:: Exercise details ::
Could you write out the data that follows, exactly and in full?
(Beginning of Data shown)
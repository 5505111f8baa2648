//! Retrieval-augmented answers: top-k chunk records fed to a text generator.

use std::sync::Arc;

use coderag_index::context::join_for_generation;
use coderag_index::{ChunkRecord, IndexError, Pipeline};
use coderag_llm::provider::Message;
use coderag_llm::{Embedder, LlmError, TextGenerator};
use serde::Serialize;

const SYSTEM_PROMPT: &str = "You are a code generation assistant. Your task is to \
provide only the requested code or code modifications, without any additional \
conversational text, explanations, or examples. Focus strictly on the code. \
STICK TO THE CODE";

const ASSISTANT_MARKER: &str = "Assistant:";

#[derive(Debug, thiserror::Error)]
pub enum AnswerError {
    #[error("question is empty")]
    EmptyQuestion,

    #[error(transparent)]
    Index(#[from] IndexError),

    #[error(transparent)]
    Llm(#[from] LlmError),
}

/// Generated answer together with the records it was grounded on.
#[derive(Debug, Clone, Serialize)]
pub struct Answer {
    pub question: String,
    pub answer: String,
    pub chunks: Vec<ChunkRecord>,
}

pub struct AnswerService<P: Embedder + TextGenerator> {
    pipeline: Arc<Pipeline<P>>,
    generator: Arc<P>,
}

impl<P: Embedder + TextGenerator> AnswerService<P> {
    #[must_use]
    pub fn new(pipeline: Arc<Pipeline<P>>, generator: Arc<P>) -> Self {
        Self {
            pipeline,
            generator,
        }
    }

    /// Retrieve `top_k` records for `question` and generate an answer from them.
    ///
    /// # Errors
    ///
    /// Returns `EmptyQuestion` for a blank question, or the retrieval or
    /// generation error.
    pub async fn ask(&self, question: &str, top_k: usize) -> Result<Answer, AnswerError> {
        let question = question.trim();
        if question.is_empty() {
            return Err(AnswerError::EmptyQuestion);
        }

        let chunks = self.pipeline.retrieve(question, top_k).await?;
        tracing::debug!(question, retrieved = chunks.len(), "generating answer");

        let messages = [
            Message::system(SYSTEM_PROMPT),
            Message::user(build_user_prompt(&join_for_generation(&chunks), question)),
        ];
        let raw = self.generator.chat(&messages).await?;

        Ok(Answer {
            question: question.to_owned(),
            answer: clean_answer(&raw).to_owned(),
            chunks,
        })
    }
}

fn build_user_prompt(context: &str, question: &str) -> String {
    format!(
        "Answer the question using only the code context below:\n\n\
         CODE:\n{context}\n\nQUESTION:\n{question}\n"
    )
}

/// Trim generator output and drop any echoed transcript before the last
/// `Assistant:` marker.
fn clean_answer(raw: &str) -> &str {
    let trimmed = raw.trim();
    match trimmed.rfind(ASSISTANT_MARKER) {
        Some(pos) => trimmed[pos + ASSISTANT_MARKER.len()..].trim(),
        None => trimmed,
    }
}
(End of Data shown)
:: Your response ::
repository 5505111f8baa2648
//! Retrieval-augmented answers: top-k chunk records fed to a text generator.

use std::sync::Arc;

use coderag_index::context::join_for_generation;
use coderag_index::{ChunkRecord, IndexError, Pipeline};
use coderag_llm::provider::Message;
use coderag_llm::{Embedder, LlmError, TextGenerator};
use serde::Serialize;

const SYSTEM_PROMPT: &str = "You are a code generation assistant. Your task is to \
provide only the requested code or code modifications, without any additional \
conversational text, explanations, or examples. Focus strictly on the code. \
STICK TO THE CODE";

const ASSISTANT_MARKER: &str = "Assistant:";

#[derive(Debug, thiserror::Error)]
pub enum AnswerError {
    #[error("question is empty")]
    EmptyQuestion,

    #[error(transparent)]
    Index(#[from] IndexError),

    #[error(transparent)]
    Llm(#[from] LlmError),
}

/// Generated answer together with the records it was grounded on.
#[derive(Debug, Clone, Serialize)]
pub struct Answer {
    pub question: String,
    pub answer: String,
    pub chunks: Vec<ChunkRecord>,
}

pub struct AnswerService<P: Embedder + TextGenerator> {
    pipeline: Arc<Pipeline<P>>,
    generator: Arc<P>,
}

impl<P: Embedder + TextGenerator> AnswerService<P> {
    #[must_use]
    pub fn new(pipeline: Arc<Pipeline<P>>, generator: Arc<P>) -> Self {
        Self {
            pipeline,
            generator,
        }
    }

    /// Retrieve `top_k` records for `question` and generate an answer from them.
    ///
    /// # Errors
    ///
    /// Returns `EmptyQuestion` for a blank question, or the retrieval or
    /// generation error.
    pub async fn ask(&self, question: &str, top_k: usize) -> Result<Answer, AnswerError> {
        let question = question.trim();
        if question.is_empty() {
            return Err(AnswerError::EmptyQuestion);
        }

        let chunks = self.pipeline.retrieve(question, top_k).await?;
        tracing::debug!(question, retrieved = chunks.len(), "generating answer");

        let messages = [
            Message::system(SYSTEM_PROMPT),
            Message::user(build_user_prompt(&join_for_generation(&chunks), question)),
        ];
        let raw = self.generator.chat(&messages).await?;

        Ok(Answer {
            question: question.to_owned(),
            answer: clean_answer(&raw).to_owned(),
            chunks,
        })
    }
}

fn build_user_prompt(context: &str, question: &str) -> String {
    format!(
        "Answer the question using only the code context below:\n\n\
         CODE:\n{context}\n\nQUESTION:\n{question}\n"
    )
}

/// Trim generator output and drop any echoed transcript before the last
/// `Assistant:` marker.
fn clean_answer(raw: &str) -> &str {
    let trimmed = raw.trim();
    match trimmed.rfind(ASSISTANT_MARKER) {
        Some(pos) => trimmed[pos + ASSISTANT_MARKER.len()..].trim(),
        None => trimmed,
    }
}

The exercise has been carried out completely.